French Roman Catholic bishop (born 1932)

Pierre Jean Marie Marcel Molères (born 21 November 1932) is a French Roman Catholic prelate who served as Bishop of Bayonne, Lescar and Oloron from 1986 to 2008.

== Early life and education ==

Molères was born in Dax, Landes, on 21 November 1932. He studied literature at the University of Poitiers and at the Sorbonne before entering ecclesiastical formation. He subsequently attended the Pius XI Seminary in Toulouse and the Carmes Seminary in Paris and pursued studies at the Catholic Institutes of Toulouse and Paris.

== Priesthood ==

Molères was ordained to the priesthood for the Diocese of Aire and Dax on 14 April 1962. He later served in pastoral ministry and diocesan responsibilities within the diocese.

== Episcopal ministry ==
Pope John Paul II appointed Molères coadjutor bishop of Bayonne, Lescar and Oloron on 21 January 1986.

He received episcopal consecration on 2 March 1986 from Bishop Jean-Paul Vincent, and succeeded as Bishop of Bayonne, Lescar and Oloron on 13 June 1986.

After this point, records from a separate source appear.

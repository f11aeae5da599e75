//! CLI entry point for the trendbook rebalancer.

use std::path::PathBuf;
use std::process;

use anyhow::Context;
use clap::{Parser, Subcommand};
use log::warn;

use trendbook_broker::avanza::AvanzaBroker;
use trendbook_rebalancer::cancel::{CancelToken, install_interrupt_handler};
use trendbook_rebalancer::config::{Config, load_credentials};
use trendbook_rebalancer::error::Error;
use trendbook_rebalancer::execution::{self, RunOptions};

#[derive(Parser)]
#[command(name = "rebalancer")]
#[command(about = "Trend-following rotation through leveraged trackers")]
#[command(version)]
struct Cli {
    /// Path to config.toml
    #[arg(long, default_value = "config.toml")]
    config: PathBuf,

    #[command(subcommand)]
    command: Command,
}

#[derive(Subcommand)]
enum Command {
    /// Rank, plan, confirm, and execute the rotation
    Run {
        /// Show plan without executing
        #[arg(long)]
        dry_run: bool,

        /// Skip confirmation prompt (for automation/cron)
        #[arg(long)]
        force: bool,
    },

    /// Show ranked signals and the resulting targets
    Signals,

    /// Show current positions translated to underlyings
    Positions,

    /// Check brokerage login and account resolution
    Status,
}

fn connect(config: &Config) -> anyhow::Result<AvanzaBroker> {
    let credentials = load_credentials(&config.credentials.path)?;
    AvanzaBroker::new(credentials).context("failed to build brokerage client")
}

fn main() {
    env_logger::Builder::from_env(env_logger::Env::default().default_filter_or("info"))
        .format_timestamp_secs()
        .init();

    let cli = Cli::parse();

    let config = match Config::load(&cli.config) {
        Ok(c) => c,
        Err(e) => {
            eprintln!("Error loading config: {e}");
            process::exit(1);
        }
    };

    let broker = match connect(&config) {
        Ok(b) => b,
        Err(e) => {
            eprintln!("Error: {e:#}");
            process::exit(1);
        }
    };

    let result = match cli.command {
        Command::Run { dry_run, force } => {
            let opts = RunOptions { dry_run, force };
            let cancel = CancelToken::new();
            if let Err(e) = install_interrupt_handler(&cancel) {
                warn!("Failed to set Ctrl-C handler: {e}. Interrupts will kill the run.");
            }
            match execution::run(&config, &broker, &opts, &cancel) {
                Ok(report) if report.has_failures() => process::exit(3),
                other => other.map(drop),
            }
        }
        Command::Signals => execution::show_signals(&config, &broker).map(drop),
        Command::Positions => execution::show_positions(&config, &broker).map(drop),
        Command::Status => execution::check_status(&config, &broker).map(drop),
    };

    if let Err(e) = result {
        match &e {
            Error::Aborted(msg) => {
                eprintln!("{msg}");
                process::exit(0);
            }
            _ => {
                eprintln!("Error: {e}");
                process::exit(1);
            }
        }
    }
}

He led the diocese for more than twenty-two years, serving the Catholic communities of the French Basque Country and Béarn. At the end of his episcopate, the Bishops' Conference of France highlighted his long pastoral service.

Pope Benedict XVI accepted his resignation on 15 October 2008 upon reaching the canonical retirement age. He was succeeded by Marc Aillet and became bishop emeritus of the diocese.

== Later life ==
As bishop emeritus, Molères has continued to participate in diocesan and liturgical events. In April 2025, he took part in Palm Sunday celebrations at Morlanne in the Pyrénées-Atlantiques department. Molères later published his memoirs recounting his episcopal experience in the Basque Country.